====== Provided data ======

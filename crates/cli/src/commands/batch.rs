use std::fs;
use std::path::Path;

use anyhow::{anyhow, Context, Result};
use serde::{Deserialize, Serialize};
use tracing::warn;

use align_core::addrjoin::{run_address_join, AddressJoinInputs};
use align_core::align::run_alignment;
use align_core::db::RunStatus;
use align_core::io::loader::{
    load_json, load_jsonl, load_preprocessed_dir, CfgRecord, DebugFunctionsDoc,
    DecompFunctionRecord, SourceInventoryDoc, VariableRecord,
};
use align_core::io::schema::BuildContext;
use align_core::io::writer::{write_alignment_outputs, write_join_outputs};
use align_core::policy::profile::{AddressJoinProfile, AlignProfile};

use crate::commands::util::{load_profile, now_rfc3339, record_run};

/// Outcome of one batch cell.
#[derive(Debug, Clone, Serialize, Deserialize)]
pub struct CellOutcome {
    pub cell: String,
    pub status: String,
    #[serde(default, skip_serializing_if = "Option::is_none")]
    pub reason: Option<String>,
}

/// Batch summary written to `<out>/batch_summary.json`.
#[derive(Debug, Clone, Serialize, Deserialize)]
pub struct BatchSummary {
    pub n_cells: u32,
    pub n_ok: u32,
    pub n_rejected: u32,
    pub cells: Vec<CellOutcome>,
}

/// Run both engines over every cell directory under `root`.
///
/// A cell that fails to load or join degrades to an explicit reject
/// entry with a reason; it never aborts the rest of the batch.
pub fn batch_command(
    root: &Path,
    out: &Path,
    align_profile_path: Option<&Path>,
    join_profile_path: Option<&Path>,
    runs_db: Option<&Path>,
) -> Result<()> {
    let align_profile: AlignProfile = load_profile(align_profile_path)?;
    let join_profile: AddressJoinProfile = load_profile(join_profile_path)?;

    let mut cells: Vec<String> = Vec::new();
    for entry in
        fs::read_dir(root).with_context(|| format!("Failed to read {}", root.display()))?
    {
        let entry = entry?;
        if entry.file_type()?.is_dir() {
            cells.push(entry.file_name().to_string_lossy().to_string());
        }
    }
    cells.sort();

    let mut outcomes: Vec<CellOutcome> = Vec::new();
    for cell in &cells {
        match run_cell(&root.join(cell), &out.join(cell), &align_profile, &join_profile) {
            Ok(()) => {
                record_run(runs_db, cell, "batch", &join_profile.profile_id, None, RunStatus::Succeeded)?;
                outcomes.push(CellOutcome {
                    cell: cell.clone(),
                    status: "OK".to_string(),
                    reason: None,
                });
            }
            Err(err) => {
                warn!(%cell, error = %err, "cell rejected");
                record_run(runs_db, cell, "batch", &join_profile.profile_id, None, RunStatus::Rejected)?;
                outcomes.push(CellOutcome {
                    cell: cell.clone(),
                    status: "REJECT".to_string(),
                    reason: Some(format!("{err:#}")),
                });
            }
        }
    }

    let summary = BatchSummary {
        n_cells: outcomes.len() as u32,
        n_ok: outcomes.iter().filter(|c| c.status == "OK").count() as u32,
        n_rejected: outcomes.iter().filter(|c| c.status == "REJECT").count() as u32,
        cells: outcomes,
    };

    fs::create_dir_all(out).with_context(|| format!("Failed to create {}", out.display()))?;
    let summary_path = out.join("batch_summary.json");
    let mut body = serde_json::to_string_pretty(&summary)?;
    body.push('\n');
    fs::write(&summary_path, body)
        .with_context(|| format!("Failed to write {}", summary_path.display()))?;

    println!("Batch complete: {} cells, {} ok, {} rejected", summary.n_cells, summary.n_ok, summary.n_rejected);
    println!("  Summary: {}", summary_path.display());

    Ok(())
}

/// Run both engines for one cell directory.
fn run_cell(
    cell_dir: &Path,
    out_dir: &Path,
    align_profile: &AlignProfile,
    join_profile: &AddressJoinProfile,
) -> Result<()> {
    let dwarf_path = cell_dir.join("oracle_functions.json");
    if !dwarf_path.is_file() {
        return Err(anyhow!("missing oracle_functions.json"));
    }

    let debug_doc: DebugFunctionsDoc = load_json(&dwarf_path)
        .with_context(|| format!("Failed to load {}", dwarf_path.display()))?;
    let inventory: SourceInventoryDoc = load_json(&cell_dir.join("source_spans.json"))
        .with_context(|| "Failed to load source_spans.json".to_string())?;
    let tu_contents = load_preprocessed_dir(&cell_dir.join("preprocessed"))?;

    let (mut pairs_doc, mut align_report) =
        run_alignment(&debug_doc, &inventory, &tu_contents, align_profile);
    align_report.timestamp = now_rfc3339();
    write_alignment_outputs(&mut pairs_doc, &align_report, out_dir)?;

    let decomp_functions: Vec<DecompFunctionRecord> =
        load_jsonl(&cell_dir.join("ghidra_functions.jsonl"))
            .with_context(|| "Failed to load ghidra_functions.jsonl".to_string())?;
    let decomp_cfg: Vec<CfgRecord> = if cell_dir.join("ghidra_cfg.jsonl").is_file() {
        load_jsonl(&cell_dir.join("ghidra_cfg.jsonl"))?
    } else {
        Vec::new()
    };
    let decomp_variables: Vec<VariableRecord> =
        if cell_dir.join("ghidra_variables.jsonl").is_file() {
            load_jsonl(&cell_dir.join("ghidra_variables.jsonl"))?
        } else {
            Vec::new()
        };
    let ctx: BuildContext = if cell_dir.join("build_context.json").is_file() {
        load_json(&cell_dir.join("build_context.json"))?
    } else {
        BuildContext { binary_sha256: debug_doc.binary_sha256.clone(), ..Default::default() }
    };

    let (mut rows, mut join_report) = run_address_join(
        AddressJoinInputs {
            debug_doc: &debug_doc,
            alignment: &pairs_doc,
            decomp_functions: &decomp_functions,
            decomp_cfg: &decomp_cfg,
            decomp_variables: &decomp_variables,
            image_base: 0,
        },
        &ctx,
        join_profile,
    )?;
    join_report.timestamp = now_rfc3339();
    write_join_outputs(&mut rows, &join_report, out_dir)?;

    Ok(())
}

======

- Work to be completed
Each entry must be set down exactly as it appears.

- Completed exercise
filename crates/cli/src/commands/batch.rs
use std::fs;
use std::path::Path;

use anyhow::{anyhow, Context, Result};
use serde::{Deserialize, Serialize};
use tracing::warn;

use align_core::addrjoin::{run_address_join, AddressJoinInputs};
use align_core::align::run_alignment;
use align_core::db::RunStatus;
use align_core::io::loader::{
    load_json, load_jsonl, load_preprocessed_dir, CfgRecord, DebugFunctionsDoc,
    DecompFunctionRecord, SourceInventoryDoc, VariableRecord,
};
use align_core::io::schema::BuildContext;
use align_core::io::writer::{write_alignment_outputs, write_join_outputs};
use align_core::policy::profile::{AddressJoinProfile, AlignProfile};

use crate::commands::util::{load_profile, now_rfc3339, record_run};

/// Outcome of one batch cell.
#[derive(Debug, Clone, Serialize, Deserialize)]
pub struct CellOutcome {
    pub cell: String,
    pub status: String,
    #[serde(default, skip_serializing_if = "Option::is_none")]
    pub reason: Option<String>,
}

/// Batch summary written to `<out>/batch_summary.json`.
#[derive(Debug, Clone, Serialize, Deserialize)]
pub struct BatchSummary {
    pub n_cells: u32,
    pub n_ok: u32,
    pub n_rejected: u32,
    pub cells: Vec<CellOutcome>,
}

/// Run both engines over every cell directory under `root`.
///
/// A cell that fails to load or join degrades to an explicit reject
/// entry with a reason; it never aborts the rest of the batch.
pub fn batch_command(
    root: &Path,
    out: &Path,
    align_profile_path: Option<&Path>,
    join_profile_path: Option<&Path>,
    runs_db: Option<&Path>,
) -> Result<()> {
    let align_profile: AlignProfile = load_profile(align_profile_path)?;
    let join_profile: AddressJoinProfile = load_profile(join_profile_path)?;

    let mut cells: Vec<String> = Vec::new();
    for entry in
        fs::read_dir(root).with_context(|| format!("Failed to read {}", root.display()))?
    {
        let entry = entry?;
        if entry.file_type()?.is_dir() {
            cells.push(entry.file_name().to_string_lossy().to_string());
        }
    }
    cells.sort();

    let mut outcomes: Vec<CellOutcome> = Vec::new();
    for cell in &cells {
        match run_cell(&root.join(cell), &out.join(cell), &align_profile, &join_profile) {
            Ok(()) => {
                record_run(runs_db, cell, "batch", &join_profile.profile_id, None, RunStatus::Succeeded)?;
                outcomes.push(CellOutcome {
                    cell: cell.clone(),
                    status: "OK".to_string(),
                    reason: None,
                });
            }
            Err(err) => {
                warn!(%cell, error = %err, "cell rejected");
                record_run(runs_db, cell, "batch", &join_profile.profile_id, None, RunStatus::Rejected)?;
                outcomes.push(CellOutcome {
                    cell: cell.clone(),
                    status: "REJECT".to_string(),
                    reason: Some(format!("{err:#}")),
                });
            }
        }
    }

    let summary = BatchSummary {
        n_cells: outcomes.len() as u32,
        n_ok: outcomes.iter().filter(|c| c.status == "OK").count() as u32,
        n_rejected: outcomes.iter().filter(|c| c.status == "REJECT").count() as u32,
        cells: outcomes,
    };

    fs::create_dir_all(out).with_context(|| format!("Failed to create {}", out.display()))?;
    let summary_path = out.join("batch_summary.json");
    let mut body = serde_json::to_string_pretty(&summary)?;
    body.push('\n');
    fs::write(&summary_path, body)
        .with_context(|| format!("Failed to write {}", summary_path.display()))?;

    println!("Batch complete: {} cells, {} ok, {} rejected", summary.n_cells, summary.n_ok, summary.n_rejected);
    println!("  Summary: {}", summary_path.display());

    Ok(())
}

/// Run both engines for one cell directory.
fn run_cell(
    cell_dir: &Path,
    out_dir: &Path,
    align_profile: &AlignProfile,
    join_profile: &AddressJoinProfile,
) -> Result<()> {
    let dwarf_path = cell_dir.join("oracle_functions.json");
    if !dwarf_path.is_file() {
        return Err(anyhow!("missing oracle_functions.json"));
    }

    let debug_doc: DebugFunctionsDoc = load_json(&dwarf_path)
        .with_context(|| format!("Failed to load {}", dwarf_path.display()))?;
    let inventory: SourceInventoryDoc = load_json(&cell_dir.join("source_spans.json"))
        .with_context(|| "Failed to load source_spans.json".to_string())?;
    let tu_contents = load_preprocessed_dir(&cell_dir.join("preprocessed"))?;

    let (mut pairs_doc, mut align_report) =
        run_alignment(&debug_doc, &inventory, &tu_contents, align_profile);
    align_report.timestamp = now_rfc3339();
    write_alignment_outputs(&mut pairs_doc, &align_report, out_dir)?;

    let decomp_functions: Vec<DecompFunctionRecord> =
        load_jsonl(&cell_dir.join("ghidra_functions.jsonl"))
            .with_context(|| "Failed to load ghidra_functions.jsonl".to_string())?;
    let decomp_cfg: Vec<CfgRecord> = if cell_dir.join("ghidra_cfg.jsonl").is_file() {
        load_jsonl(&cell_dir.join("ghidra_cfg.jsonl"))?
    } else {
        Vec::new()
    };
    let decomp_variables: Vec<VariableRecord> =
        if cell_dir.join("ghidra_variables.jsonl").is_file() {
            load_jsonl(&cell_dir.join("ghidra_variables.jsonl"))?
        } else {
            Vec::new()
        };
    let ctx: BuildContext = if cell_dir.join("build_context.json").is_file() {
        load_json(&cell_dir.join("build_context.json"))?
    } else {
        BuildContext { binary_sha256: debug_doc.binary_sha256.clone(), ..Default::default() }
    };

    let (mut rows, mut join_report) = run_address_join(
        AddressJoinInputs {
            debug_doc: &debug_doc,
            alignment: &pairs_doc,
            decomp_functions: &decomp_functions,
            decomp_cfg: &decomp_cfg,
            decomp_variables: &decomp_variables,
            image_base: 0,
        },
        &ctx,
        join_profile,
    )?;
    join_report.timestamp = now_rfc3339();
    write_join_outputs(&mut rows, &join_report, out_dir)?;

    Ok(())
}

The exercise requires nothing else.